==== ENTRIES SUPPLIED
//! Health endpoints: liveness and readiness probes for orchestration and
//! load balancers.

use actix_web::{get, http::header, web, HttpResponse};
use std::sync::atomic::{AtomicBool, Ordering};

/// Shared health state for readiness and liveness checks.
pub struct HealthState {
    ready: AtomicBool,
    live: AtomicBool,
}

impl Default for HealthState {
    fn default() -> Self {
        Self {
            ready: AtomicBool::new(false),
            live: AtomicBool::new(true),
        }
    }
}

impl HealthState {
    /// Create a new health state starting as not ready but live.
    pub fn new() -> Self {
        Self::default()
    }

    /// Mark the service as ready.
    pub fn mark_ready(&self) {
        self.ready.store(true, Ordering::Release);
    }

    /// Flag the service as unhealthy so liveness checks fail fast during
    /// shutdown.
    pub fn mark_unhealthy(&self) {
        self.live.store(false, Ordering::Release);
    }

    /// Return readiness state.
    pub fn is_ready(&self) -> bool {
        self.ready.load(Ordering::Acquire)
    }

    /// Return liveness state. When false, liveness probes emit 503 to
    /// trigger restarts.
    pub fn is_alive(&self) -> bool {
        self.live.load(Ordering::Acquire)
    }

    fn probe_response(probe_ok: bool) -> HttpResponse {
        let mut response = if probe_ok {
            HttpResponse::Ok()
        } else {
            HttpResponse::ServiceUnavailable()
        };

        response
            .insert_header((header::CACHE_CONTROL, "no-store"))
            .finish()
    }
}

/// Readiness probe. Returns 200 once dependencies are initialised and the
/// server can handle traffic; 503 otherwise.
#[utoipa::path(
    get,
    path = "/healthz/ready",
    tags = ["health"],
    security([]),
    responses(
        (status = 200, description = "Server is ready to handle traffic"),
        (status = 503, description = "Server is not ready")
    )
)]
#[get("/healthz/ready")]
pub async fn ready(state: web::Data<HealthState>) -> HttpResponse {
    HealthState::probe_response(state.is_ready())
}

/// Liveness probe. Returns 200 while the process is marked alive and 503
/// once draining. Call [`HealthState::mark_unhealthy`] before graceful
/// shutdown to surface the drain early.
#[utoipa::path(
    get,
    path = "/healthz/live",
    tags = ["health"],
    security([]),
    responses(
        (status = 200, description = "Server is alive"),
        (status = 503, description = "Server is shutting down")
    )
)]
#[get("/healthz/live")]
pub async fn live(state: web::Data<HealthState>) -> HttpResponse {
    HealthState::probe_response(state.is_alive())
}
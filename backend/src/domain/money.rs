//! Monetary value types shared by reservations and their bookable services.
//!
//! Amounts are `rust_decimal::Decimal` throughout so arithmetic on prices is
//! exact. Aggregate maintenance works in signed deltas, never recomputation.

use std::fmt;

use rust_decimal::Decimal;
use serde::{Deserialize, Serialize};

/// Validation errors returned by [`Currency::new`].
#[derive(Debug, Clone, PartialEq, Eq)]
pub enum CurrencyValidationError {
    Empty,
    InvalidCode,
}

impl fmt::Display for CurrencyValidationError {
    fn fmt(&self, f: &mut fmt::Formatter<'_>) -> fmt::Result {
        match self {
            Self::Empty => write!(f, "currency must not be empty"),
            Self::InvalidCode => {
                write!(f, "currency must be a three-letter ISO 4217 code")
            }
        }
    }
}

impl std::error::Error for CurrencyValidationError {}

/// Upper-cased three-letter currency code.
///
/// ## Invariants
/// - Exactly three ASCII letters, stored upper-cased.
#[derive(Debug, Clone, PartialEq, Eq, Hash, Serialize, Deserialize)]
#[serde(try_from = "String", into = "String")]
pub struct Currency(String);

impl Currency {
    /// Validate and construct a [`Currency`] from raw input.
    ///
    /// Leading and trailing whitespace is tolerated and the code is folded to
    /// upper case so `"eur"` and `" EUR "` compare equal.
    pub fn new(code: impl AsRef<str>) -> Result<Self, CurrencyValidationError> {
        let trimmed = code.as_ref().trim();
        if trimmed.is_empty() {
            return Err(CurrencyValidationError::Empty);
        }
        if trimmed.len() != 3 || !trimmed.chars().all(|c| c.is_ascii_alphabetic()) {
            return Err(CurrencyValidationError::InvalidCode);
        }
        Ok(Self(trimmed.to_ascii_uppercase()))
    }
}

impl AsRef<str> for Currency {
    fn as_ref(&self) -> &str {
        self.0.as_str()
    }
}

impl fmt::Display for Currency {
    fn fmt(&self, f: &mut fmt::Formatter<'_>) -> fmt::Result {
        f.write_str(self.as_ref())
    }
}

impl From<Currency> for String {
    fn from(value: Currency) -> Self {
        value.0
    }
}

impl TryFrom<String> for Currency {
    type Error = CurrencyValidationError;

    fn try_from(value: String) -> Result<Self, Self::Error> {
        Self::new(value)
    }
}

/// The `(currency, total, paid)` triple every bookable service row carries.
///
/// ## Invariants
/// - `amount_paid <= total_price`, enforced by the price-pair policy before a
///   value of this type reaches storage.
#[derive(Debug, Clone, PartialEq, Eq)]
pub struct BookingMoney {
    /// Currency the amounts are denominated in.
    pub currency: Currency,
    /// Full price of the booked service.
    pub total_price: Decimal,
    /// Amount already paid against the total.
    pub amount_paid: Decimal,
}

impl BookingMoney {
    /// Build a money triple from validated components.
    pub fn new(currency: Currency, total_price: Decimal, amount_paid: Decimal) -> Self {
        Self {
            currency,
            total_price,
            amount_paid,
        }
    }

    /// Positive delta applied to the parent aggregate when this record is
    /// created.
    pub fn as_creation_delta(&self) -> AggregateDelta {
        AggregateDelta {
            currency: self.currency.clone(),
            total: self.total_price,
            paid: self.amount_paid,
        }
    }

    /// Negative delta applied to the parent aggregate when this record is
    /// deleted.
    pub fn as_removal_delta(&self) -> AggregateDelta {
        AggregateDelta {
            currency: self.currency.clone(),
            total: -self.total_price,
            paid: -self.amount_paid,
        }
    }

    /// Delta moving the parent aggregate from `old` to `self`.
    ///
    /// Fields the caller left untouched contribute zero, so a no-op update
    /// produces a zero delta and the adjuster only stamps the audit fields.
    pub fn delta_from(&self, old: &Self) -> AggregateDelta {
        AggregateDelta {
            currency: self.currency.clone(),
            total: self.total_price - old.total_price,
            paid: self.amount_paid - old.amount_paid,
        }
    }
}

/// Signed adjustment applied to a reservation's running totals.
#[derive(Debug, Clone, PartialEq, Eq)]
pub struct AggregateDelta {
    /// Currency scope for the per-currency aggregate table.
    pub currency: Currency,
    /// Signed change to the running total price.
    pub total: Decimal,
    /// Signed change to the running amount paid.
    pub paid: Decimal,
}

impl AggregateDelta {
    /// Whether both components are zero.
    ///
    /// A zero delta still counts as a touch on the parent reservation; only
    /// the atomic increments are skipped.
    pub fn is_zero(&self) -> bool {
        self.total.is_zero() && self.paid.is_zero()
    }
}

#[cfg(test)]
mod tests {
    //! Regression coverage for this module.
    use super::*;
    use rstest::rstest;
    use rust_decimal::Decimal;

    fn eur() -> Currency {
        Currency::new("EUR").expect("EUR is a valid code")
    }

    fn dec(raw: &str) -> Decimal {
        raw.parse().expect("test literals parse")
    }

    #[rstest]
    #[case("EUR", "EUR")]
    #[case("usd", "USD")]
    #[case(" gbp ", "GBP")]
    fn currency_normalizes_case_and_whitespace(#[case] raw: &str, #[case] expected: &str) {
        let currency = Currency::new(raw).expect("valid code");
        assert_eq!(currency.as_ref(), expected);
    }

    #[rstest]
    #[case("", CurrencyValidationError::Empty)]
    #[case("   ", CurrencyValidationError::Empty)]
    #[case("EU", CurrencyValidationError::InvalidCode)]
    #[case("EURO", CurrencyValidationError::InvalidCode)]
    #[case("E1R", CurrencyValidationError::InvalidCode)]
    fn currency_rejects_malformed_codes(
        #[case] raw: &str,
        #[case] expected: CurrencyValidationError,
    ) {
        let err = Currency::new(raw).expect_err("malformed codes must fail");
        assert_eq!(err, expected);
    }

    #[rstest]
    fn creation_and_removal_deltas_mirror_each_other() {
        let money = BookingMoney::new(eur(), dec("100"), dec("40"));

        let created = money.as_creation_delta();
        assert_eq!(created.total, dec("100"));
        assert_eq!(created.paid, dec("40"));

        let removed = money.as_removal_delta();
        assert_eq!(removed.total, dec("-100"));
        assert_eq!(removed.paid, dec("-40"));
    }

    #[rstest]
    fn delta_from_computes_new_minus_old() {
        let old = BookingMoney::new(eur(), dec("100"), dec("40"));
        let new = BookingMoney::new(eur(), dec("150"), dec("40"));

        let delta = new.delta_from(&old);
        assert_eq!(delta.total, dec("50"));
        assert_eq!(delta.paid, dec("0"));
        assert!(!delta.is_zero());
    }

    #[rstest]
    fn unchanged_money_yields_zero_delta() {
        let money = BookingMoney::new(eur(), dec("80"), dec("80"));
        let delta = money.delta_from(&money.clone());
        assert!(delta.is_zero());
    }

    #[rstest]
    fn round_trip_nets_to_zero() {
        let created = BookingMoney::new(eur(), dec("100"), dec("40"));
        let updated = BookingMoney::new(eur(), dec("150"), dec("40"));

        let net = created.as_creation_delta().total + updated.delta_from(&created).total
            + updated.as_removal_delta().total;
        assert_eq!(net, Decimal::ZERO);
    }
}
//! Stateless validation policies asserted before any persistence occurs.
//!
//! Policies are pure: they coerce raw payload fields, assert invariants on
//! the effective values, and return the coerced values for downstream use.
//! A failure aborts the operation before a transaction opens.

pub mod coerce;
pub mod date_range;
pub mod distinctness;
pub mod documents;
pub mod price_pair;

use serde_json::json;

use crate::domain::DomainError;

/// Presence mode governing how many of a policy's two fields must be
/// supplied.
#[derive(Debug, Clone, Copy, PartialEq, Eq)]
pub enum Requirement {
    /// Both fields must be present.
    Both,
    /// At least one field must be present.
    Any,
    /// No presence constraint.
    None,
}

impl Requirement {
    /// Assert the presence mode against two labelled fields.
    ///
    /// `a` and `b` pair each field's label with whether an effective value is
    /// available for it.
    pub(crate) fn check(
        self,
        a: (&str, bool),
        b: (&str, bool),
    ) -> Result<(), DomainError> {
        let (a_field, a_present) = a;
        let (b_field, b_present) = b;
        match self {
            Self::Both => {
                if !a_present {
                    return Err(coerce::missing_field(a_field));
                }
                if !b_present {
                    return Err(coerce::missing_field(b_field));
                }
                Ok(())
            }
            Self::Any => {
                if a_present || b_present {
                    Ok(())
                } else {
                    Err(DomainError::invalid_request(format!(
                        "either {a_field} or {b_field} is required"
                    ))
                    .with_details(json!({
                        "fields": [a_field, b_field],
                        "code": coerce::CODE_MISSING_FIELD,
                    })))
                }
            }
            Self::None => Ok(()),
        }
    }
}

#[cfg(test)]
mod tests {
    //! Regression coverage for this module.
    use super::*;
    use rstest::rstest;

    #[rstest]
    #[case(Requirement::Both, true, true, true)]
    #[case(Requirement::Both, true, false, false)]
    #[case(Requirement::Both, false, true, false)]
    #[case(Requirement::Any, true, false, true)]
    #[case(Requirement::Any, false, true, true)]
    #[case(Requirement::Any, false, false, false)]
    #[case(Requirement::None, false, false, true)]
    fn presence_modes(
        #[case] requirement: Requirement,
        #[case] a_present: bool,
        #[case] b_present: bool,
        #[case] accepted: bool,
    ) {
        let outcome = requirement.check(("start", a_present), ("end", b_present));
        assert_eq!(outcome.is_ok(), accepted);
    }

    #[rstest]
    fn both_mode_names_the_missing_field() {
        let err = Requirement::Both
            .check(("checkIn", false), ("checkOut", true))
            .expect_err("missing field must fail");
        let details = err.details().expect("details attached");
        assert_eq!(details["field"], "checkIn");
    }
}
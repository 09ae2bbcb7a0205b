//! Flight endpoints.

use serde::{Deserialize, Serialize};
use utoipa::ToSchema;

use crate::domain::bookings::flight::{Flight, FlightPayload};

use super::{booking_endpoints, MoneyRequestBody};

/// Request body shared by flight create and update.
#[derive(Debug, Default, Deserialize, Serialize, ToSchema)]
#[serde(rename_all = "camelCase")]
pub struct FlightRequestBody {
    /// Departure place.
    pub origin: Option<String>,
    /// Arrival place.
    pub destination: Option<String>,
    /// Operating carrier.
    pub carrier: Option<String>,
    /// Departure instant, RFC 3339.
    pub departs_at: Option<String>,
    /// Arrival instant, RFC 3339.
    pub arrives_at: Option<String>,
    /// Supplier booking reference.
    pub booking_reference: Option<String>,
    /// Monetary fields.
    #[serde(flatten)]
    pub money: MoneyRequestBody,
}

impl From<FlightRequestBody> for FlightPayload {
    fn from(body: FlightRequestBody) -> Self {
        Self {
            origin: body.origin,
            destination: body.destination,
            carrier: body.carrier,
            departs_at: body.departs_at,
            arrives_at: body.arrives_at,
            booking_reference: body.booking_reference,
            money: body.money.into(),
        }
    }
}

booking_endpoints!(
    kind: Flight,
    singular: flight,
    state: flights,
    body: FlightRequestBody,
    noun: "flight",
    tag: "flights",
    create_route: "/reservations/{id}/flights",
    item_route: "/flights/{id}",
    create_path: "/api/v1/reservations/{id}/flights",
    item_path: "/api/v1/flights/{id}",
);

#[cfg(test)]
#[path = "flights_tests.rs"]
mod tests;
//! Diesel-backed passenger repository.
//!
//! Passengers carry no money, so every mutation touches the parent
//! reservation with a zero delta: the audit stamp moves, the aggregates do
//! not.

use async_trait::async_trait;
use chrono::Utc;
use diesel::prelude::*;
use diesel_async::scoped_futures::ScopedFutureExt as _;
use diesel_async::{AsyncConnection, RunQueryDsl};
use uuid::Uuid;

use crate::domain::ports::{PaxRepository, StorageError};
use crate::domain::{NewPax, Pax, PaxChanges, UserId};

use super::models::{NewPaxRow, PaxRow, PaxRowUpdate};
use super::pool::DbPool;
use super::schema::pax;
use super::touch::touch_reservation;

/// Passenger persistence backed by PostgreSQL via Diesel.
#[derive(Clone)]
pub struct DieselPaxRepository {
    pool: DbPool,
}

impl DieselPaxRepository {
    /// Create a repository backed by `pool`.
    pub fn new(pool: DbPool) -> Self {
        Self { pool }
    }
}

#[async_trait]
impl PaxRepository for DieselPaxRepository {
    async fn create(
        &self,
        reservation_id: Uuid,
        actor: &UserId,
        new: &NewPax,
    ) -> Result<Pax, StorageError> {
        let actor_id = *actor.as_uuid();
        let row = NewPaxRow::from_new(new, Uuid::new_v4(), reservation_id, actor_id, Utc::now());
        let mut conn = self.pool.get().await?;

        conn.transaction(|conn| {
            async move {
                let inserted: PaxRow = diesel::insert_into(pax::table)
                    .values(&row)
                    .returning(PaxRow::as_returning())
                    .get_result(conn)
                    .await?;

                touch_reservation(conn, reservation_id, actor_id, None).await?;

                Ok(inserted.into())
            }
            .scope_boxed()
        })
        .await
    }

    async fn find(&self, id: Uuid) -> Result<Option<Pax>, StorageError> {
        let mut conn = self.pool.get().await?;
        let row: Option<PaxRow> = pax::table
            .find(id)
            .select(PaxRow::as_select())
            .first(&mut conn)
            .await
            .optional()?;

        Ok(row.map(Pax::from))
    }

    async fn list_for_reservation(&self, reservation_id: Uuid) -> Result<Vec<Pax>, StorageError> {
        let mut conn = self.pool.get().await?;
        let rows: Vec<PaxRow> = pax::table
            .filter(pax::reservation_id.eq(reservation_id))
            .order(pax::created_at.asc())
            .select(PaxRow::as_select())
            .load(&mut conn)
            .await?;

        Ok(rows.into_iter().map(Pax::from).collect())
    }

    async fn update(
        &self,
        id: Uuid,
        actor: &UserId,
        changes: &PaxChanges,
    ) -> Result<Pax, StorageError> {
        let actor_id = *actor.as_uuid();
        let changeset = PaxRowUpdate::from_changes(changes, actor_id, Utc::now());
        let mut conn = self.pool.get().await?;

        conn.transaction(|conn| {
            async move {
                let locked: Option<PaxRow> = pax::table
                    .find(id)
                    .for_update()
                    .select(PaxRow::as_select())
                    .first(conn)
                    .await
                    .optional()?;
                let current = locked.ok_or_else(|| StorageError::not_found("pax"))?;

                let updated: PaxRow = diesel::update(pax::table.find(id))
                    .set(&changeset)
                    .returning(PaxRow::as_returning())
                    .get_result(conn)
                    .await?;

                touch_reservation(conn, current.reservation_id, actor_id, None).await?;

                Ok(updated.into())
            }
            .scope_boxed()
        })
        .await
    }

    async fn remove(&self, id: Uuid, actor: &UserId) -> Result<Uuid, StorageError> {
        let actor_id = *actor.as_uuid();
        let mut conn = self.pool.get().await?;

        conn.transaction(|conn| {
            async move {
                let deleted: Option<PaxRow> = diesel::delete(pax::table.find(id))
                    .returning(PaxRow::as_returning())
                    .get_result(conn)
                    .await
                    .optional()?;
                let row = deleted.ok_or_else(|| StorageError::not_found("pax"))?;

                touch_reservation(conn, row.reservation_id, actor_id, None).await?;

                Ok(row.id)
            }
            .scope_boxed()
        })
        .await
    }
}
========
Whenever "Returns" occurs in a line of the entries, copy that line.

/// Readiness probe. Returns 200 once dependencies are initialised and the
/// Liveness probe. Returns 200 while the process is marked alive and 503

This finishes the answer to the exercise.